木島平の城

大塚城(木島平村)36.8545、138.4043
飯山市街地と千曲川を挟んだ対岸、東岸の山側が木島平村である。
この村は南東の志賀高原から流れ出る樽川、馬曲川の扇状地に発達した村である。

↑北側、木島平村役場側から見た大塚山、扇状地内の独立した丘である。

かつては、中野から千曲川の東岸に沿って長野電鉄木島線が走っていたが、自動車の普及、過疎化等で客足が減少し廃線となってしまった。
松代を通っていた屋代線同様、沿線の人口も少なく、採算が見込める路線とは思えなかったのだが、廃線により益々過疎化してしまったような印象を受ける。

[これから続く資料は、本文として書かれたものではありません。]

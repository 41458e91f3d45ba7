// Copyright (c) Microsoft Corporation.
// Licensed under the MIT License.

#![cfg_attr(coverage_nightly, feature(coverage_attribute))]
#![cfg_attr(docsrs, feature(doc_cfg))]

//! Redis backend for the [`cachette`] store contract.
//!
//! [`RedisStore`] maps every [`cachette::Store`] operation onto Redis
//! commands over a caller-provided async connection:
//!
//! | Operation | Command |
//! |-----------|---------|
//! | `has` | `EXISTS` |
//! | `get` | `GET` |
//! | `put` | `SET key value PX ms` |
//! | `forever` | `SET key value` |
//! | `add` | `SET key value NX PX ms` |
//! | `increment` / `decrement` | `INCRBY` / `DECRBY` |
//! | `forget` | `DEL` |
//! | `flush` | `SCAN MATCH prefix*` and batched `DEL` |
//! | `lock` | `SET lock:key token NX PX ms`, released with a compare-and-delete script |
//!
//! Expiry has millisecond resolution; shorter ttls are rounded up to 1 ms.
//! Ttls too large for the server's expiry clock (beyond 2^62 ms) are stored
//! without expiry. Keys in the `lock:` namespace are reserved for locks and
//! are refused by every data operation.
//!
//! # Quick Start
//!
//! ```no_run
//! use std::time::Duration;
//!
//! use cachette::{Locker, NoOverlap, Store};
//! use cachette_redis::RedisStore;
//! use redis::aio::ConnectionManager;
//!
//! # async fn run() -> Result<(), Box<dyn std::error::Error>> {
//! let client = redis::Client::open("redis://127.0.0.1:6379")?;
//! let store = RedisStore::builder(ConnectionManager::new(client).await?)
//!     .prefix("billing")
//!     .build();
//!
//! store.increment("invoices", 1).await?;
//!
//! let guard = NoOverlap::new(store);
//! guard.run("close-month", || async { /* ... */ }).await?;
//! # Ok(())
//! # }
//! ```

mod builder;
mod locker;
mod reply;
mod store;

#[doc(inline)]
pub use builder::RedisStoreBuilder;
#[doc(inline)]
pub use locker::RedisLocker;
#[doc(inline)]
pub use store::RedisStore;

この大塚城はその扇状地の中にいくつかある独立した丘の最大の丘「大塚山」にある。
標高は364m、扇状地の中にポツンと存在する丘なので遠くからでも、「あそこか」と直ぐに分かる。
場所は木島平村役場の南約300m、木島平中学校の西側約300mである。

丘と言っても比高は扇状地上部側から約30m、下部側からは約40mあり小山といった方が妥当かもしれない。
なぜこんな扇状地にけっこう高い丘が残されたのか興味あるところである。

@東側から登る道沿いの堀切と土壇。 A頂上部は広い平坦地である。

凸凹した山の周囲が扇状地の堆積物で埋まってできたのだろうか?
この付近にはそんな丘がいくつか存在する。
かつてはこの丘は古墳と思われていたそうである。
もちろん、こんな巨大な丘、人工的に造成できるものではない。自然物である。
遺物も出土するというので丘上に古墳か何かがあったようである。

しかし、城としての伝承はないようである。
でも、山頂部の平場Aとその周囲の帯曲輪@、これはどう見ても城郭遺構である。

この丘は天然の物見台や狼煙台としてはうってつけである。
ここを利用しない訳がない立地である。
現在、木が生えていて眺望は開けないのが残念である。

城を置くにはいい場所のように思えるが、ちゃんとした城ではなく物見程度であったのは、この丘が独立丘であり、包囲されたら逃げ場がないからと思われる。
そのため、城の伝承が残らなかったのであろう。
やはり城は危険に陥った時に脱出できる経路を持っていることが必要である。
毛見氏あるいは市河氏が関わるのではないかと思われる。
(宮坂武男:信濃の山城と館 を参考にした。

毛見氏館(木島平村往郷)36.8430、138.4142
木島平村役場から県道354号線を南東に約2q行くと県道451号線に入り、水穂神社がある。
館は神社から300mほど南西に行った樽川の東岸の段丘上にある。
土塁が残っているとのことであるが、ほとんど土膨れ程度のものに過ぎない。

↑ 建物の右側が土塁跡というが、地膨れ程度に過ぎない。

果たしてこれが遺構なのか?
周囲の地形を見てもどのような館だったかは全く想像もできないくらいである。
毛見氏はこの地の土豪であり、地頭を勤めていたという。
戦国時代は高梨氏に従っていたようだが、いつしか名前が登場しなくなる。
(宮坂武男:信濃の山城と館 を参考にした。